EXERCISE GOAL >>
In the entries that follow, find the word "TableDisplay" and report each line it is on.

Extracted records
▬▬▬▬▬▬▬▬▬▬
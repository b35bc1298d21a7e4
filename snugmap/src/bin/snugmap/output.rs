use anyhow::Result;
use clap::ValueEnum;
use colored::Colorize;
use comfy_table::{Attribute, Cell, Color as TableColor, Table};
use serde::Serialize;

use crate::theme::{self, Level};

/// Output format for command results
#[derive(Clone, Debug, ValueEnum, Default, PartialEq)]
pub enum OutputFormat {
    /// Formatted tables (default)
    #[default]
    Table,
    /// Pretty JSON for scripting
    Json,
    /// One line per result
    Compact,
}

#[derive(Clone, Debug, Default)]
pub struct GlobalOptions {
    pub output_format: OutputFormat,
    pub quiet: bool,
    pub verbose: bool,
    pub no_color: bool,
}

/// Command results that can be rendered as a table or a single line.
pub trait TableDisplay {
    fn to_table(&self, output: &OutputManager) -> Table;
    fn to_compact(&self) -> String;
}

pub struct OutputManager {
    pub options: GlobalOptions,
}

impl OutputManager {
    pub fn new(options: GlobalOptions) -> Self {
        Self { options }
    }

    pub fn display<T>(&self, data: &T) -> Result<()>
    where
        T: Serialize + TableDisplay,
    {
        if self.options.quiet {
            return Ok(());
        }

        match self.options.output_format {
            OutputFormat::Json => println!("{}", serde_json::to_string_pretty(data)?),
            OutputFormat::Table => println!("{}", data.to_table(self)),
            OutputFormat::Compact => println!("{}", data.to_compact()),
        }
        Ok(())
    }

    /// True when human-readable messages should be printed alongside results.
    pub fn chatty(&self) -> bool {
        !self.options.quiet && self.options.output_format != OutputFormat::Json
    }

    pub fn success(&self, message: &str) {
        if self.chatty() {
            println!("{}", self.decorate(Level::Success, message));
        }
    }

    /// Errors are always shown, on stderr.
    pub fn error(&self, message: &str) {
        eprintln!("{}", self.decorate(Level::Error, message));
    }

    /// Warnings go to stderr so they never mix with JSON results.
    pub fn warning(&self, message: &str) {
        if !self.options.quiet {
            eprintln!("{}", self.decorate(Level::Warning, message));
        }
    }

    pub fn info(&self, message: &str) {
        if self.chatty() {
            println!("{}", self.decorate(Level::Info, message));
        }
    }

    pub fn verbose(&self, message: &str) {
        if self.options.verbose && !self.options.quiet {
            eprintln!("{}", self.decorate(Level::Detail, message));
        }
    }

    pub fn heading(&self, text: &str) {
        if !self.chatty() {
            return;
        }
        if self.options.no_color {
            println!("\n{text}\n{}", "=".repeat(text.chars().count()));
        } else {
            println!("\n{}", text.color(theme::HEADING).bold());
        }
    }

    pub fn key_value(&self, key: &str, value: &str) {
        if !self.chatty() {
            return;
        }
        if self.options.no_color {
            println!("{key}: {value}");
        } else {
            println!("{}: {}", key.color(theme::KEY).bold(), value.color(theme::VALUE));
        }
    }

    pub fn create_table(&self, headers: &[&str]) -> Table {
        let mut table = Table::new();
        if self.options.no_color {
            table.load_preset(comfy_table::presets::ASCII_FULL);
        } else {
            table.load_preset(comfy_table::presets::UTF8_FULL_CONDENSED);
        }

        let header_cells = headers.iter().map(|header| {
            let cell = Cell::new(header).add_attribute(Attribute::Bold);
            if self.options.no_color {
                cell
            } else {
                cell.fg(TableColor::Cyan)
            }
        });
        table.set_header(header_cells.collect::<Vec<_>>());
        table
    }

    pub fn colored(&self) -> bool {
        !self.options.no_color
    }

    fn decorate(&self, level: Level, message: &str) -> String {
        if self.options.no_color {
            format!("{} {message}", level.marker())
        } else {
            format!("{} {}", level.marker().color(level.color()), message.color(level.color()))
        }
    }
}
//! SnugMap core library.
//!
//! Schema-driven marshalling between in-memory entity data and the two Redis storage
//! representations (Hash and RedisJSON), plus compilation of the matching RediSearch
//! index definition. The library builds payloads and [`redis::Cmd`] values; it never
//! talks to a server itself.
//!
//! ```
//! use snugmap::{EntityData, FieldDefinition, Schema, SchemaOptions};
//!
//! let schema = Schema::new(
//!     "Bigfoot",
//!     [FieldDefinition::string("name"), FieldDefinition::boolean("seen")],
//!     SchemaOptions::hash(),
//! )?;
//! let data = EntityData::new().with("name", "Sasquatch").with("seen", true);
//! let encoded = schema.encode(&data)?;
//! assert!(!encoded.is_empty());
//! # Ok::<(), Box<dyn std::error::Error>>(())
//! ```

pub mod codec;
pub mod commands;
pub mod config;
pub mod entity;
pub mod errors;
pub mod hash;
pub mod index;
pub mod json;
pub mod keys;
pub mod path;
pub mod schema;
pub mod types;

pub use codec::{Encoded, Payload};
pub use config::{FieldConfig, SchemaDocument};
pub use entity::{EntityData, EntityValue, FieldState, Point};
pub use errors::*;
pub use hash::{HashPayload, from_hash, to_hash};
pub use index::{IndexCompilation, IndexDefinition, compile_field, compile_schema};
pub use json::{decode_document, from_json, to_json};
pub use keys::{KeyContext, generate_entity_id};
pub use path::{JsonPath, Location};
pub use schema::{Schema, SchemaOptions, StopWords};
pub use types::{
    DEFAULT_SEPARATOR, DataStructure, FieldDefinition, FieldDescriptor, FieldOptions, FieldType, IndexFieldType,
    PhoneticMatcher,
};

// Re-export redis so callers can execute the built commands without pinning a version.
pub use redis;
▬▬▬▬▬▬▬▬▬▬
ANSWER >>
pub trait TableDisplay {
        T: Serialize + TableDisplay,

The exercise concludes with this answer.